**PROBLEM TO SOLVE**
Below are entries. Pull out all lines containing "resources".

**ENTRIES SUPPLIED**

—————

//! Materials
//!
//! A material carries the uniform values and sampler textures for a draw,
//! the blending mode that decides which pass renders it, and the index of
//! its shader variant in [`ShaderStorage`](crate::render::ShaderStorage).

use std::collections::BTreeMap;

use crate::render::context::{BlendFactor, BlendFunc, Capability, Context, CullFace};
use crate::render::resources::shader::{ShaderProgram, UniformValue};
use crate::render::resources::texture::Texture;

/// How a material combines with what is already in the framebuffer
#[derive(Debug, Clone, Copy, Default, PartialEq, Eq, Hash)]
pub enum Blending {
    /// No blending; rendered by the opaque pass
    #[default]
    Opaque,
    /// `src + dst`
    Additive,
    /// `src * dst`
    Modulate,
    /// Alpha blending
    Translucent,
}

impl Blending {
    /// Blend function for blended modes, `None` for opaque
    pub fn blend_func(self) -> Option<BlendFunc> {
        match self {
            Self::Opaque => None,
            Self::Additive => Some(BlendFunc::new(BlendFactor::One, BlendFactor::One)),
            Self::Modulate => Some(BlendFunc::new(BlendFactor::DstColor, BlendFactor::Zero)),
            Self::Translucent => Some(BlendFunc::new(BlendFactor::SrcAlpha, BlendFactor::OneMinusSrcAlpha)),
        }
    }
}

/// Lighting model of a material
#[derive(Debug, Clone, Copy, Default, PartialEq, Eq, Hash)]
pub enum Shading {
    /// Receives scene lighting
    #[default]
    Lit,
    /// Emits its color unchanged
    Unlit,
}

/// Surface description applied to a shader before drawing
#[derive(Debug, Clone, PartialEq)]
pub struct Material {
    /// Name for diagnostics
    pub name: String,
    /// Blending mode
    pub blending: Blending,
    /// Lighting model
    pub shading: Shading,
    /// Disable back-face culling
    pub two_sided: bool,
    /// Shader variant index
    pub shader_index: usize,
    /// Uniform values
    pub uniforms: BTreeMap<String, UniformValue>,
    /// Sampler uniforms and their textures, bound to consecutive units
    pub samplers: Vec<(String, Texture)>,
}

impl Material {
    /// Opaque, lit, single-sided material using variant 0
    pub fn new(name: impl Into<String>) -> Self {
        Self {
            name: name.into(),
            blending: Blending::Opaque,
            shading: Shading::Lit,
            two_sided: false,
            shader_index: 0,
            uniforms: BTreeMap::new(),
            samplers: Vec::new(),
        }
    }

    /// Set blending mode
    pub fn with_blending(mut self, blending: Blending) -> Self {
        self.blending = blending;
        self
    }

    /// Set lighting model
    pub fn with_shading(mut self, shading: Shading) -> Self {
        self.shading = shading;
        self
    }

    /// Render both faces
    pub fn with_two_sided(mut self, two_sided: bool) -> Self {
        self.two_sided = two_sided;
        self
    }

    /// Set shader variant index
    pub fn with_shader_index(mut self, index: usize) -> Self {
        self.shader_index = index;
        self
    }

    /// Add a uniform value
    pub fn with_uniform(mut self, name: impl Into<String>, value: impl Into<UniformValue>) -> Self {
        self.uniforms.insert(name.into(), value.into());
        self
    }

    /// Add a sampler
    pub fn with_sampler(mut self, name: impl Into<String>, texture: Texture) -> Self {
        self.samplers.push((name.into(), texture));
        self
    }

    /// Assign uniforms and bind samplers to units `0..samplers.len()`
    pub fn apply(&self, shader: &mut ShaderProgram, ctx: &mut Context) {
        for (name, value) in &self.uniforms {
            shader.set_uniform(name, value.clone());
        }

        for (unit, (name, texture)) in (0u32..).zip(&self.samplers) {
            texture.bind(ctx, unit);
            shader.set_uniform(name, UniformValue::Int(unit as i32));
        }
    }

    /// Configure face culling for this material
    pub fn apply_culling(&self, ctx: &mut Context) {
        if self.two_sided {
            ctx.disable(Capability::CullFace);
        } else {
            ctx.enable(Capability::CullFace);
            ctx.set_cull_face(CullFace::Back);
        }
    }
}

#[cfg(test)]
mod tests {
    use super::*;
    use crate::foundation::math::{UVec2, Vec4};
    use crate::render::context::{ProgramId, RecordingDevice};
    use crate::render::resources::texture::{InternalFormat, PixelFormat, TextureDescriptor};

    #[test]
    fn test_samplers_bound_to_consecutive_units() {
        let mut ctx = Context::new(Box::new(RecordingDevice::new()), UVec2::new(8, 8));
        let descriptor = TextureDescriptor::tex2d(InternalFormat::RGBA8, PixelFormat::RGBA, UVec2::new(2, 2));
        let diffuse = Texture::new(&mut ctx, descriptor.clone());
        let normal = Texture::new(&mut ctx, descriptor);

        let material = Material::new("brick")
            .with_uniform("color", Vec4::new(1.0, 0.5, 0.5, 1.0))
            .with_sampler("diffuse", diffuse.clone())
            .with_sampler("normal_map", normal.clone());

        let mut shader = ShaderProgram::new(ProgramId(3));
        material.apply(&mut shader, &mut ctx);

        assert_eq!(shader.uniform("diffuse"), Some(&UniformValue::Int(0)));
        assert_eq!(shader.uniform("normal_map"), Some(&UniformValue::Int(1)));
        assert_eq!(shader.uniform("color"), Some(&UniformValue::Vec4(Vec4::new(1.0, 0.5, 0.5, 1.0))));
        assert_eq!(ctx.state().texture_at(0), Some(diffuse.id()));
        assert_eq!(ctx.state().texture_at(1), Some(normal.id()));
    }

    #[test]
    fn test_blend_functions() {
        assert_eq!(Blending::Opaque.blend_func(), None);
        assert_eq!(
            Blending::Translucent.blend_func(),
            Some(BlendFunc::new(BlendFactor::SrcAlpha, BlendFactor::OneMinusSrcAlpha))
        );
    }

    #[test]
    fn test_two_sided_disables_culling() {
        let mut ctx = Context::new(Box::new(RecordingDevice::new()), UVec2::new(8, 8));
        Material::new("leaf").apply_culling(&mut ctx);
        assert!(ctx.is_enabled(Capability::CullFace));
        Material::new("leaf").with_two_sided(true).apply_culling(&mut ctx);
        assert!(!ctx.is_enabled(Capability::CullFace));
    }
}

—————

**OUTPUT BELOW**
use crate::render::resources::shader::{ShaderProgram, UniformValue};
use crate::render::resources::texture::Texture;
    use crate::render::resources::texture::{InternalFormat, PixelFormat, TextureDescriptor};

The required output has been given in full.